A retrospective follow-up study was conducted among a total of 332 DR-TB patients at the University of Gondar comprehensive specialized hospital. Data were retrieved from patient records from September 2010 to December 2017 and entered in to Epi-data and analysed using Stata14.1 software. The risk was estimated using the Nelson-Aalen cumulative hazard curve. A log-rank test was used for survival comparisons between categories of independent variables. The Gompertz regression model was fitted, and hazard ratio with a 95% confidence interval (CI) was used to measure the strength of associations. Variables with less than 0.05 p-values in the multivariable model were considered as significantly associated with LTFU.
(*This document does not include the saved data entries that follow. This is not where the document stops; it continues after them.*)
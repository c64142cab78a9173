//! Integration tests for built-in functions and validators inside pipelines

mod common;

use common::assert_float_eq;
use common::mock_helpers::CountingValidator;
use lazypipe_rs::scripting::{builtins, ScriptEngine};
use lazypipe_rs::validator::{MeanVarValidator, MinMaxValidator, ShapeValidator, TypeValidator};
use lazypipe_rs::{
    args, FunctionRegistry, Graph, NodeId, Pipeline, PipelineError, Tensor, ValidationError,
    Value, ValueKind,
};

fn signal() -> Value {
    Value::Tensor(Tensor::from_rows(vec![vec![2.0, 4.0, 6.0], vec![0.0, 8.0, 10.0]]).unwrap())
}

/// `rpad_rcut(rescale(x), 5)`
fn signal_pipeline(registry: &FunctionRegistry) -> (Graph, NodeId, Pipeline) {
    let mut graph = Graph::new();
    let x = graph.input_node("signal");
    let scaled = registry
        .get("rescale")
        .unwrap()
        .call(&mut graph, args![x])
        .unwrap()
        .into_node()
        .unwrap();
    let padded = registry
        .get("rpad_rcut")
        .unwrap()
        .call(&mut graph, args![scaled, 5])
        .unwrap()
        .into_node()
        .unwrap();
    let pipeline = Pipeline::new(&graph, x, padded).unwrap();
    (graph, scaled, pipeline)
}

#[test]
fn test_builtin_chain_passes_validators() {
    let registry = FunctionRegistry::with_builtins().unwrap();
    let (mut graph, _, mut pipeline) = signal_pipeline(&registry);
    pipeline.add_validator(TypeValidator::new([ValueKind::Tensor]), 0).unwrap();
    pipeline.add_validator(ShapeValidator::new([2, 5]), 0).unwrap();
    pipeline
        .add_validator(MinMaxValidator::new(Some(0.0), Some(1.0)).unwrap(), 0)
        .unwrap();

    let result = pipeline.call(&mut graph, [signal()]).unwrap();
    let tensor = result.as_tensor().unwrap();
    assert_eq!(tensor.shape(), &[2, 5]);
    assert_float_eq(tensor.get(&[0, 0]), 0.2, 1e-12);
    assert_float_eq(tensor.get(&[1, 2]), 1.0, 1e-12);
    assert_eq!(tensor.get(&[0, 4]), 0.0);
}

#[test]
fn test_shape_validator_rejects_wrong_length() {
    let registry = FunctionRegistry::with_builtins().unwrap();
    let (mut graph, _, mut pipeline) = signal_pipeline(&registry);
    pipeline.add_validator(ShapeValidator::new([2, 4]), 0).unwrap();

    let err = pipeline.call(&mut graph, [signal()]).unwrap_err();
    assert_eq!(
        err.to_string(),
        "Validation of output 0 failed at validator #0: \
         Invalid shape, expected : [2, 4], received : [2, 5]."
    );
}

#[test]
fn test_min_max_validator_on_custom_range() {
    let registry = FunctionRegistry::with_builtins().unwrap();
    let mut graph = Graph::new();
    let x = graph.input_node("x");
    let scaled = registry
        .get("rescale")
        .unwrap()
        .call(&mut graph, args![x, -1.0, 1.0])
        .unwrap()
        .into_node()
        .unwrap();
    let mut pipeline = Pipeline::new(&graph, x, scaled).unwrap();
    pipeline
        .add_validator(MinMaxValidator::new(Some(0.0), None).unwrap(), 0)
        .unwrap();

    match pipeline.call(&mut graph, [signal()]).unwrap_err() {
        PipelineError::Validation { source, .. } => {
            assert_eq!(
                source.message(),
                "Min of data is -1, this is less than 0, defined by user."
            );
        }
        other => panic!("unexpected error: {other}"),
    }
}

#[test]
fn test_mean_var_validator_on_intermediate_output() {
    let registry = FunctionRegistry::with_builtins().unwrap();
    let (mut graph, scaled, full) = signal_pipeline(&registry);
    let x = full.inputs()[0];

    // the rescaled data (before padding) has mean 0.5
    let mut pipeline = Pipeline::new(&graph, x, scaled).unwrap();
    pipeline
        .add_validator(MeanVarValidator::mean(0.5).with_mean(0.5, 0.01), 0)
        .unwrap();
    pipeline.call(&mut graph, [signal()]).unwrap();

    let mut strict = Pipeline::new(&graph, x, scaled).unwrap();
    strict
        .add_validator(MeanVarValidator::var(0.0).with_var(0.0, 0.01), 0)
        .unwrap();
    assert!(matches!(
        strict.call(&mut graph, [signal()]),
        Err(PipelineError::Validation { .. })
    ));
}

#[test]
fn test_builtin_failure_reports_node() {
    let registry = FunctionRegistry::with_builtins().unwrap();
    let (mut graph, scaled, pipeline) = signal_pipeline(&registry);
    let constant = Value::Tensor(Tensor::full(vec![2, 3], 4.0));

    match pipeline.call(&mut graph, [constant]).unwrap_err() {
        PipelineError::Execution { node, name, source } => {
            assert_eq!(node, scaled);
            assert_eq!(name, "rescale");
            assert!(source.to_string().contains("Data range is zero"));
        }
        other => panic!("unexpected error: {other}"),
    }
}

#[test]
fn test_script_function_inside_pipeline() {
    let engine = ScriptEngine::new();
    let mut registry = FunctionRegistry::with_builtins().unwrap();
    let center = engine.register(&mut registry, "center", builtins::CENTER).unwrap();

    let mut graph = Graph::new();
    let x = graph.input_node("x");
    let centered = center.call(&mut graph, args![x]).unwrap().into_node().unwrap();
    let mut pipeline = Pipeline::new(&graph, x, centered).unwrap();

    let counter = CountingValidator::default();
    pipeline.add_validator(counter.clone(), 0).unwrap();
    pipeline.add_validator(TypeValidator::new([ValueKind::List]), 0).unwrap();
    pipeline
        .add_validator(MeanVarValidator::mean(0.0).with_mean(0.0, 1e-9), 0)
        .unwrap();

    let data = Value::Tensor(Tensor::from_vec(vec![1.0, 2.0, 6.0]));
    let result = pipeline.call(&mut graph, [data.clone()]).unwrap();
    assert_eq!(
        result,
        Value::List(vec![Value::Float(-2.0), Value::Float(-1.0), Value::Float(3.0)])
    );
    pipeline.call(&mut graph, [data]).unwrap();
    assert_eq!(counter.calls(), 2);
}

#[test]
fn test_closure_validator() {
    let registry = FunctionRegistry::with_builtins().unwrap();
    let (mut graph, _, mut pipeline) = signal_pipeline(&registry);
    pipeline
        .add_validator(
            |data: &Value| match data.shape() {
                Some(shape) if shape[0] == 3 => Ok(()),
                _ => Err(ValidationError::new("expected 3 channels")),
            },
            0,
        )
        .unwrap();

    let err = pipeline.call(&mut graph, [signal()]).unwrap_err();
    assert!(err.to_string().ends_with("expected 3 channels"));
}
Among a total of 332 patient records reviewed, 206 (62.05%) were male. The median age was 30 years (Inter Quartile Range (IQR): 23–40). Forty-one (12.35%) of the participants had no history of TB treatment, while a quarter of were TB-HIV co-infected. Closely all (92.17%) of the patients had pulmonary tuberculosis. The median follow up time was 20.37 months (IQR: 11.02, 21.80). Thirty-six (10.84%) patients were lost from follow-up with an incidence rate of 6.47 (95% CI: 4.67, 8.97)/1000 Person Months (PM). Homelessness (Adjusted Hazard Ratio (AHR) =2.51, 95%CI: 1.15, 5.45) and treatment enrolment year from 2013 to 2014 (AHR = 3.25, 95% CI: 1.30, 8.13) were significant predictors of LTFU.


This study indicated that LTFU among DR-TB registered patients was high in the first six months compared to subsequent months. Homelessness and year of treatment enrolment were independent predictors of LTFU, requiring more economic support to patients in order to ensure treatment completion. This result can be generalized to patients who are using DR-TB treatment in similar settings.